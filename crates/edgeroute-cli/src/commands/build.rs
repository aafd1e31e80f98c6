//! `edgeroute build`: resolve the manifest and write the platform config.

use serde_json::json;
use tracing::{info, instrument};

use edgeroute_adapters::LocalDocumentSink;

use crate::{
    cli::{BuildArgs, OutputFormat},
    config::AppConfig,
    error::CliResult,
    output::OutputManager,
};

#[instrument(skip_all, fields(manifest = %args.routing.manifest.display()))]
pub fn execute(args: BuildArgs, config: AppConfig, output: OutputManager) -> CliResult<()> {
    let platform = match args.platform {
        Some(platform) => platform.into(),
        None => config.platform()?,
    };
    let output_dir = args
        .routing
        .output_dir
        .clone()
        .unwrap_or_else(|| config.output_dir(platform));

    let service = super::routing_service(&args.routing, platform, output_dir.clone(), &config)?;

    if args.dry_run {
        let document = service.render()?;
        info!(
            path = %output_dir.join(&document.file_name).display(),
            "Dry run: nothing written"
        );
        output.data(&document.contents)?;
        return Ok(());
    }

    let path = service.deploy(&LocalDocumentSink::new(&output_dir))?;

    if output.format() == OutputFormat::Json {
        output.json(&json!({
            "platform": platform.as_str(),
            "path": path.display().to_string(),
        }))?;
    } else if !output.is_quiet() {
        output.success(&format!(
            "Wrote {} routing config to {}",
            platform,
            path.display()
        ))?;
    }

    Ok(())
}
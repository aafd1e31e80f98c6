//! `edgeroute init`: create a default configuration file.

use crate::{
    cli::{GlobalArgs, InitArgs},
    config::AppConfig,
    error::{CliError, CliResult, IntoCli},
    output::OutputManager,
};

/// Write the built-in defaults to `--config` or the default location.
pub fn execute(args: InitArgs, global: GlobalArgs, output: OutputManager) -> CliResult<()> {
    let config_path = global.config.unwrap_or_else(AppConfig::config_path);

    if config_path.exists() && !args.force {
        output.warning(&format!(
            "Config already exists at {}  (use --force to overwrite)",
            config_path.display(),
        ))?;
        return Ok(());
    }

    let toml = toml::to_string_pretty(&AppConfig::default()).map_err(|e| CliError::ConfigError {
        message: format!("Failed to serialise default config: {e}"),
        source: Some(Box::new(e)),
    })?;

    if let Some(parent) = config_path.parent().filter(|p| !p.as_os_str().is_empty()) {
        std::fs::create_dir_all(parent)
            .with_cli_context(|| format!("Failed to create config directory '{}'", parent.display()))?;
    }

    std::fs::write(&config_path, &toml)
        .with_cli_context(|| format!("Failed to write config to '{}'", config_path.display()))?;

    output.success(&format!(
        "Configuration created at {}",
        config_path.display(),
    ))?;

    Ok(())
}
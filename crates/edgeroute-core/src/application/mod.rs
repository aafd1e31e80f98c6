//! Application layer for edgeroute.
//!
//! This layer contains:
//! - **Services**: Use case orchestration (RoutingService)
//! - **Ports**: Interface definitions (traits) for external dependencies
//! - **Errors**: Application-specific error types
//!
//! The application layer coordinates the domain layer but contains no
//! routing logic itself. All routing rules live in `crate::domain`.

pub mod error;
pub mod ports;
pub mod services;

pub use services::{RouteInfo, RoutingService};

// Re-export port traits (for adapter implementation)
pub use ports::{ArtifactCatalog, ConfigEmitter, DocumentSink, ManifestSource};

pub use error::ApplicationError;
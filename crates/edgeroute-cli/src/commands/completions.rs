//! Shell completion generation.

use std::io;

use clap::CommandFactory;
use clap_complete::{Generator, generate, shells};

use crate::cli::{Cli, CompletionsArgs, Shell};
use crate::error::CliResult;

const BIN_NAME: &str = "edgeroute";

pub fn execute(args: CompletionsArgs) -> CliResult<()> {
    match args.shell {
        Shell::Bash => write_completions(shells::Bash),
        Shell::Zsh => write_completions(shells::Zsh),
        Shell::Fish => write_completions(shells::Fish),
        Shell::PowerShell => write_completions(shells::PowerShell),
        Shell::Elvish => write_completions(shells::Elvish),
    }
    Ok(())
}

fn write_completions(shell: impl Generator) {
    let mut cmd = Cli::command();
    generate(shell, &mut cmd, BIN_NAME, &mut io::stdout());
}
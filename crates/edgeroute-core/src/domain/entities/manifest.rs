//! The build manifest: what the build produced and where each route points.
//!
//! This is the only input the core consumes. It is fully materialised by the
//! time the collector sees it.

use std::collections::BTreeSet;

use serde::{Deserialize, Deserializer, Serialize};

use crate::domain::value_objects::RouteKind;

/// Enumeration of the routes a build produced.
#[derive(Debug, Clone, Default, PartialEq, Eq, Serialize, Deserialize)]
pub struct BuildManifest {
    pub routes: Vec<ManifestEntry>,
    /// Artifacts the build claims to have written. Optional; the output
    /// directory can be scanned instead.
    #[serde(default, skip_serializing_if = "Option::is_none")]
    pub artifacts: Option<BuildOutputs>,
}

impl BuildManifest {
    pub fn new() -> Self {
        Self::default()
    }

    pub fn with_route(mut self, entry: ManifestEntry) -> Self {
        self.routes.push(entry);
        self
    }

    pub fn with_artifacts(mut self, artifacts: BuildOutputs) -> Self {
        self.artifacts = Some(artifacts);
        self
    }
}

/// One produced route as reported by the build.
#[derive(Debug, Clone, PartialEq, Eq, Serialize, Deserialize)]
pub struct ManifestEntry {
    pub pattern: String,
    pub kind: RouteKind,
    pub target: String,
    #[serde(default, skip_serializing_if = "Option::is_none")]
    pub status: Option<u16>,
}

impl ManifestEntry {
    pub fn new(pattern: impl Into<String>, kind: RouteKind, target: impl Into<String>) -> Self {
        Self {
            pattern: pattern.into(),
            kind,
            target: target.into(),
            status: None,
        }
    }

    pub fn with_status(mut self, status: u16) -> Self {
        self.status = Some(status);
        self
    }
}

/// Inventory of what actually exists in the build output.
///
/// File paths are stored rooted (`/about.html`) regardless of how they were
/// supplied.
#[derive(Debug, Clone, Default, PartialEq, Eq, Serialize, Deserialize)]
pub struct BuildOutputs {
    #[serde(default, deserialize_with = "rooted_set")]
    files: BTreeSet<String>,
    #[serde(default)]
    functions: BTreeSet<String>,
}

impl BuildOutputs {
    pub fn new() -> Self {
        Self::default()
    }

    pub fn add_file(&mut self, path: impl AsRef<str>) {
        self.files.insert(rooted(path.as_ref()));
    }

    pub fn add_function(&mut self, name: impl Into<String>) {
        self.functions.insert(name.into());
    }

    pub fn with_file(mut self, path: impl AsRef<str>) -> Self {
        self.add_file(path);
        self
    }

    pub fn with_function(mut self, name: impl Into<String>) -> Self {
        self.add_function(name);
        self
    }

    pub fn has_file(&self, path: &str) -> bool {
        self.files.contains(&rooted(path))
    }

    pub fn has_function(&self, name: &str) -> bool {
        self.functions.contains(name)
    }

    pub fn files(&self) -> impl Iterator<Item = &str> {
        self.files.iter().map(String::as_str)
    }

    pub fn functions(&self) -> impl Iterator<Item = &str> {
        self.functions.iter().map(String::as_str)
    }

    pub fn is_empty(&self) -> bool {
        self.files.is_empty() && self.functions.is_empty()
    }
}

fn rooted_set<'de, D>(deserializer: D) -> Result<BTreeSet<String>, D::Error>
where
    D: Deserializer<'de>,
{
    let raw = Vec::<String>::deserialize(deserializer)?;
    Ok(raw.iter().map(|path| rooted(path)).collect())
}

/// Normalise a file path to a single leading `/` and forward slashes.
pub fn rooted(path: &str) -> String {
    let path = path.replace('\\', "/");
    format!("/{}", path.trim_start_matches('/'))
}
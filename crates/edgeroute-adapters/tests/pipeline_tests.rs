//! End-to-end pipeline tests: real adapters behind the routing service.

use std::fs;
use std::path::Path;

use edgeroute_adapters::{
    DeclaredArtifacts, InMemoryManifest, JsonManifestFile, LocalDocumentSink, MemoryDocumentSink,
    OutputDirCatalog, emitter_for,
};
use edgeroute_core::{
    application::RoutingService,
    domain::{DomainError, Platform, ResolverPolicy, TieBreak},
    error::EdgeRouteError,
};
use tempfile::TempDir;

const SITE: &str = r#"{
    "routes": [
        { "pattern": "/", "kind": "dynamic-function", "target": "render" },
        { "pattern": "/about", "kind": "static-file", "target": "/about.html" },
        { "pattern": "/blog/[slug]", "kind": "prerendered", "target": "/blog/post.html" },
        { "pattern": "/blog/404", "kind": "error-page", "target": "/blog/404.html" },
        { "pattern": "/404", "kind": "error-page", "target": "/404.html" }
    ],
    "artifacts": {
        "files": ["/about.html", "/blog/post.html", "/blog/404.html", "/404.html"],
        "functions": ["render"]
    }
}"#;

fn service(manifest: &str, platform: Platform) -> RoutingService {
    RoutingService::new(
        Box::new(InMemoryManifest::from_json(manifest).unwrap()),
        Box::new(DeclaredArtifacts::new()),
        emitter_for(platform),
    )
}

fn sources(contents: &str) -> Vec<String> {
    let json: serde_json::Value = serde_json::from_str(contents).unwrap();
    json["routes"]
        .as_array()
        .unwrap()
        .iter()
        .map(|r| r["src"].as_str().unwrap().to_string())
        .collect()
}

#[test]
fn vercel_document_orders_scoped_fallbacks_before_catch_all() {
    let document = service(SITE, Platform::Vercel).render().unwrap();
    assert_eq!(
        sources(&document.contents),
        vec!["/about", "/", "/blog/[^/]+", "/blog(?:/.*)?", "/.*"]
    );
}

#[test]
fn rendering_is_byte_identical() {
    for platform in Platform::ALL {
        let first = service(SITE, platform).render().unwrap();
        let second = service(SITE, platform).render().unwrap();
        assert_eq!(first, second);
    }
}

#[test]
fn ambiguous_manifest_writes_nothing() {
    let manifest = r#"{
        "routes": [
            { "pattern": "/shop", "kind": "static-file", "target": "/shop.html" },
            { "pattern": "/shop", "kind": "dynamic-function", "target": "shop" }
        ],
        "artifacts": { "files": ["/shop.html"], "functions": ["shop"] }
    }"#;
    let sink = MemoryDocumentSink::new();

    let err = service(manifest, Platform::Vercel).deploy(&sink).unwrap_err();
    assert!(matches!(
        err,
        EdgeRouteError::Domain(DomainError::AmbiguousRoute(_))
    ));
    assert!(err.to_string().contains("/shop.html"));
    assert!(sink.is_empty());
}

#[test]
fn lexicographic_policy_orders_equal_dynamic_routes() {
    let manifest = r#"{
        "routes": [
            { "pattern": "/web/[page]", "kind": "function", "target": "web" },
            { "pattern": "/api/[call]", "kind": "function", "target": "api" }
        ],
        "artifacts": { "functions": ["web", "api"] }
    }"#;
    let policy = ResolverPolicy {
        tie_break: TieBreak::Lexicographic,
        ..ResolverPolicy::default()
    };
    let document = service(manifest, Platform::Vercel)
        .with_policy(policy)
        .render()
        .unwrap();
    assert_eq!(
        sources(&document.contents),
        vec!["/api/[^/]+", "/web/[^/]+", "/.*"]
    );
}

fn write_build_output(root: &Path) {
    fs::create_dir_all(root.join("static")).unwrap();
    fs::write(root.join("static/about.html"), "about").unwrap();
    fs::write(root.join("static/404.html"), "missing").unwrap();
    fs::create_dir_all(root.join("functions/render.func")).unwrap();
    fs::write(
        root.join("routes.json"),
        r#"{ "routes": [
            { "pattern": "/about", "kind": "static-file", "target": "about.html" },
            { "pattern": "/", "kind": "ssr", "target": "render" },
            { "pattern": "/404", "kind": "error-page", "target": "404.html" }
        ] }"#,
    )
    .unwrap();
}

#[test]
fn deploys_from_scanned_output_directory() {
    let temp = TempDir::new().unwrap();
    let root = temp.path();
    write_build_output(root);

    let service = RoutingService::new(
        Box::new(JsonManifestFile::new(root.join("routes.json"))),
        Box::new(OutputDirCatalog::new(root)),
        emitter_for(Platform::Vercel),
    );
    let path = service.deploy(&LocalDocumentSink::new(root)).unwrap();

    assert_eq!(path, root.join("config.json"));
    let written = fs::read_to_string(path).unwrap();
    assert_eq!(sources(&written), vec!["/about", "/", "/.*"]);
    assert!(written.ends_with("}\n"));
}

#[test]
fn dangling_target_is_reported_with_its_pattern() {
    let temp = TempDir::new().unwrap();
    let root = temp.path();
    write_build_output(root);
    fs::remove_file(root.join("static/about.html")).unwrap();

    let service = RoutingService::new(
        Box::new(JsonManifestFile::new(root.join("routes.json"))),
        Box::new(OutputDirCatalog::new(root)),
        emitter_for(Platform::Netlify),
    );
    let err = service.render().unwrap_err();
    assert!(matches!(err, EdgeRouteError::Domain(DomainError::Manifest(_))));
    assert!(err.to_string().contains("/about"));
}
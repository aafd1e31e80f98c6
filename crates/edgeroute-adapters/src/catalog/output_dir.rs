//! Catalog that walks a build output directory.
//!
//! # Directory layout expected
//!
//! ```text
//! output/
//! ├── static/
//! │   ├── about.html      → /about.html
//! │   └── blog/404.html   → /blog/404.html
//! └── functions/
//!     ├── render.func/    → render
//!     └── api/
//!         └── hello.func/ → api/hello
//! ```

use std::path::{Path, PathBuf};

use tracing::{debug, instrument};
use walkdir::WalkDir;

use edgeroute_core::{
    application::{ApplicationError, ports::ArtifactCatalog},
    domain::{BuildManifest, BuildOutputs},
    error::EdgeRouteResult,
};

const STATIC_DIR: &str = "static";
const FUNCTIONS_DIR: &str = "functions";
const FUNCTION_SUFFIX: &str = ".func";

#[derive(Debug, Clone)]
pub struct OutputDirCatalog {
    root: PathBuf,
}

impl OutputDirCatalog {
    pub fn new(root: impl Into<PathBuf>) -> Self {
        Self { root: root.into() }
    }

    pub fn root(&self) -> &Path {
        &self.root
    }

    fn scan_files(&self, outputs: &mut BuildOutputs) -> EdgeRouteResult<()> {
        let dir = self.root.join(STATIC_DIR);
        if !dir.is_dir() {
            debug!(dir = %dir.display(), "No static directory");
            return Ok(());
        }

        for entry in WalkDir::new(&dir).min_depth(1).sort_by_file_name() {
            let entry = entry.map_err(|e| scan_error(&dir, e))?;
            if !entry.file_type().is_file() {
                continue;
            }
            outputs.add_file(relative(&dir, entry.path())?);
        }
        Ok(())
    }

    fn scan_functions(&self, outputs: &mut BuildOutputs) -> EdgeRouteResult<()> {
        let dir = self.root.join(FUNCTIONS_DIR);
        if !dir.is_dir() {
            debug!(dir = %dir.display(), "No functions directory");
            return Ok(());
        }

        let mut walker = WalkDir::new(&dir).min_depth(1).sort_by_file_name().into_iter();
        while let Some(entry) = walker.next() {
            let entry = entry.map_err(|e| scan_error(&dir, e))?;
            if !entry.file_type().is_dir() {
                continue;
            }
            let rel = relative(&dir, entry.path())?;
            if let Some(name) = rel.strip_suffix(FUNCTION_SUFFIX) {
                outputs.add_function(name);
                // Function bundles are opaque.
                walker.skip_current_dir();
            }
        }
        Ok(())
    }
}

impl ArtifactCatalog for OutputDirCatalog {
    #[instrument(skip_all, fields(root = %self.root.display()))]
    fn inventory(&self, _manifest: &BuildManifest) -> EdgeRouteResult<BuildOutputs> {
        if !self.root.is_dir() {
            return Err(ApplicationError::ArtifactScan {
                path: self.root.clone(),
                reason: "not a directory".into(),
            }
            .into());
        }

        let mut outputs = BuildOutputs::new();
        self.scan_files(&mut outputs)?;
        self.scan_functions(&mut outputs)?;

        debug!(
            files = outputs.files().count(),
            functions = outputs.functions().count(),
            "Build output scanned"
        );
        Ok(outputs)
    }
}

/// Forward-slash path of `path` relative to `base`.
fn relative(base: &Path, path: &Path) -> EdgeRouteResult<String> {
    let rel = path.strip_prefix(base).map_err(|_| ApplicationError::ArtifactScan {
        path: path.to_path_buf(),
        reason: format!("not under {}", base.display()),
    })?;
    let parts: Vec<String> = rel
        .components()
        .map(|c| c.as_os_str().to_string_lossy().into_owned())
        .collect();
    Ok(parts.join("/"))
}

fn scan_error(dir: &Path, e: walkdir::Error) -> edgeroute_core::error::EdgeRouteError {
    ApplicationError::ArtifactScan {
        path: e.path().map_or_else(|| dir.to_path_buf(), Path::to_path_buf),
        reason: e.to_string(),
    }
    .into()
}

■ **PROBLEM REQUIREMENTS**
Gather each line in the entries above where the string "InMemoryManifest" is found.

■ **RESPONSE TO THIS TASK**
    DeclaredArtifacts, InMemoryManifest, JsonManifestFile, LocalDocumentSink, MemoryDocumentSink,
        Box::new(InMemoryManifest::from_json(manifest).unwrap()),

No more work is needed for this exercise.